JOHANNESBURG - Finance Minister Malusi Gigaba might talk the talk, but the Medium Term Budget Policy Statement will be the test of whether he is able to walk the walk. Over the past two weeks, Gigaba, as the head of the National Treasury, and the Reserve Bank have done their best to soften the landing of what is likely to be a fairly miserable mini-budget.
But even with low expectations the budget will need to be particularly strong if it is to restore much-needed confidence and put the economy back on track.
It is no secret that the fiscus is in a considerably worse position than it was a year ago; growth and revenue targets have come in considerably below expectations and the budget deficit is expected to climb to 4.5% of the gross domestic product (GDP) rather than fall to 3.1% as predicted in February this year.
Add to this an expectation that Moody’s and S&P are poised to junk the country’s local sovereign debt-rating next month, and there is no space for business as usual.
President Jacob Zuma’s latest cabinet reshuffle has shortened the odds of this serious downgrade for our economy.
As desperate as things might seem, there is still hope. Under these tough conditions some revenue slippage will be expected by the ratings agencies, and a slower reduction in the deficit will be tolerated, but only if it is backed up with meaningful actions and a credible plan.
So far Gigaba has made all of the right noises with his commitments to “fiscal consolidation” and “structural reform” but without trust, accountability and certainty there is little chance of building the confidence needed to underpin inclusive economic growth.
This is because the greatest obstacle to economic growth in South Africa at the moment is not the budget deficit but a trust deficit. Trust is built through accountability, so if Gigaba is serious about putting the economy first he will at the very least need to follow through with the commitments made in the February budget.
This means that the mini-budget will need to adhere to the R26 billion in cuts to the public expenditure ceiling over the next two years that were proposed in last year’s mini-budget. He will also need to provide certainty in an update to his 14-Point Plan for inclusive growth, with measurable deliverables and hard deadlines.
Of even more importance is how he chooses to handle beleaguered State Owned Entities (SOEs) such as Eskom, the SABC, and SAA. Last week, Gigaba told investors in Washington DC that the government was doing all it could to fight corruption and to run a clean and ethical state. But the lack of accountability at these institutions in the face of gross financial mismanagement and allegations of corruption has done little to lend substance to his words.
Building an environment of accountability means dealing with habitual deviations from normal procurement procedure at these SOEs as well as reining-in wasteful expenditure in other state departments.
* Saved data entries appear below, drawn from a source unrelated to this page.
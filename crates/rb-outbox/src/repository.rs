//! Outbox repository contract.
//!
//! Status-typed row reads and writes over the two outbox tables. All queries
//! are plain SELECT/UPDATE without row locks: correctness rests on the
//! single-leader invariant upheld by the standby service. Implementations
//! that cannot guarantee a single poller must add row-level locking to
//! `fetch_pending`/`mark_in_progress`.

use std::time::Duration;

use anyhow::Result;
use async_trait::async_trait;
use rb_common::{OutboxItem, OutboxItemType, OutboxStatus};

/// Table names backing the two item types.
#[derive(Debug, Clone)]
pub struct OutboxTableConfig {
    pub events_table: String,
    pub dispatch_jobs_table: String,
}

impl Default for OutboxTableConfig {
    fn default() -> Self {
        Self {
            events_table: "outbox_events".to_string(),
            dispatch_jobs_table: "outbox_dispatch_jobs".to_string(),
        }
    }
}

impl OutboxTableConfig {
    pub fn table_for_type(&self, item_type: OutboxItemType) -> &str {
        match item_type {
            OutboxItemType::Event => &self.events_table,
            OutboxItemType::DispatchJob => &self.dispatch_jobs_table,
        }
    }
}

/// Persistence contract for the dispatcher pipeline.
///
/// Every status write refreshes `updated_at`; `created_at` is never touched.
/// Bulk operations take the full id set of one batch and complete
/// atomically per id set.
#[async_trait]
pub trait OutboxRepository: Send + Sync {
    /// Fetch up to `limit` PENDING rows of the given type, ordered by
    /// `message_group, created_at, id` so one group's rows arrive in commit
    /// order.
    async fn fetch_pending(&self, item_type: OutboxItemType, limit: u32) -> Result<Vec<OutboxItem>>;

    /// Transition rows to IN_PROGRESS. Gated on `status = PENDING`.
    async fn mark_in_progress(&self, item_type: OutboxItemType, ids: Vec<String>) -> Result<()>;

    /// Write a terminal status for the given rows.
    async fn mark_with_status(
        &self,
        item_type: OutboxItemType,
        ids: Vec<String>,
        status: OutboxStatus,
    ) -> Result<()>;

    /// Write a terminal status together with the last error detail.
    async fn mark_with_status_and_error(
        &self,
        item_type: OutboxItemType,
        ids: Vec<String>,
        status: OutboxStatus,
        error_message: String,
    ) -> Result<()>;

    /// Every IN_PROGRESS row, regardless of age. Used by the startup orphan
    /// scan: a freshly promoted leader owns nothing, so all of these are
    /// orphans.
    async fn fetch_stuck_items(&self, item_type: OutboxItemType) -> Result<Vec<OutboxItem>>;

    /// Rewind orphaned IN_PROGRESS rows to PENDING.
    async fn reset_stuck_items(&self, item_type: OutboxItemType, ids: Vec<String>) -> Result<()>;

    /// Rows in a recoverable status (IN_PROGRESS or any error) whose
    /// `updated_at` is older than `timeout`.
    async fn fetch_recoverable_items(
        &self,
        item_type: OutboxItemType,
        timeout: Duration,
        limit: u32,
    ) -> Result<Vec<OutboxItem>>;

    /// Rewind recoverable rows to PENDING without touching `retry_count`.
    /// Idempotent.
    async fn reset_recoverable_items(
        &self,
        item_type: OutboxItemType,
        ids: Vec<String>,
    ) -> Result<()>;

    /// Bump `retry_count` and reset to PENDING in one write.
    async fn increment_retry_count(&self, item_type: OutboxItemType, ids: Vec<String>)
        -> Result<()>;

    /// Number of PENDING rows of the given type.
    async fn count_pending(&self, item_type: OutboxItemType) -> Result<u64>;

    /// Create tables and indexes if they do not exist.
    async fn create_schema(&self) -> Result<()>;

    /// Table backing the given item type.
    fn table_name(&self, item_type: OutboxItemType) -> &str;
}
This has unfortunately become a hallmark of corrupt activities in poorly-run SOEs and departments such as water affairs, where their annual report shows that irregular expenditure has increased from R360 million for the 2013/2014 financial year, to a staggering R2.5 billion in 2015/2016.
And last year Eskom requested more than R30 billion worth of procurement deviations.
But that’s not all: annual reports submitted to Parliament show that more than R51 billion was wasted during the 2016/2017 financial year as result of irregular, and fruitless and wasteful expenditure in various state departments and SOEs.
This amount is enough to make up for this year’s expected revenue shortfall - and that is before notorious over-spenders such as SAA and Prasa have finalised their reports. As significant impediments to growth, these must be dealt with by Gigaba.
Finally, Gigaba needs to provide policy certainty if he is going to unlock the investment potential necessary to drive economic growth. The impact of ongoing political and policy uncertainty on local consumer and business confidence cannot be underestimated.
This has resulted in a sharp decline in gross fixed capital formation over the past several years - something that is critical for long-term growth in the economy.
Fortunately, even in our current environment of political risk, an improvement in policy certainty will help to improve investment in key industries, and create a more stable environment for broader and inclusive growth.
For example, South Africa has one of the world’s most dynamic, renewable energy industries, but policy uncertainty has caused investment to stall. Here Gigaba could unblock billions in investment and immediately create thousands of jobs simply by ensuring that Eskom signs energy contracts pending for more than two years.
Ultimately, Gigaba’s ability to restore confidence in the economy and kick-start economic growth comes down to more than the numbers: it centres on trust.
He will need to prove that he is willing and able to follow through on the assurances that have been given to the country. This will not be an easy task, or a popular one, but it is a necessary one.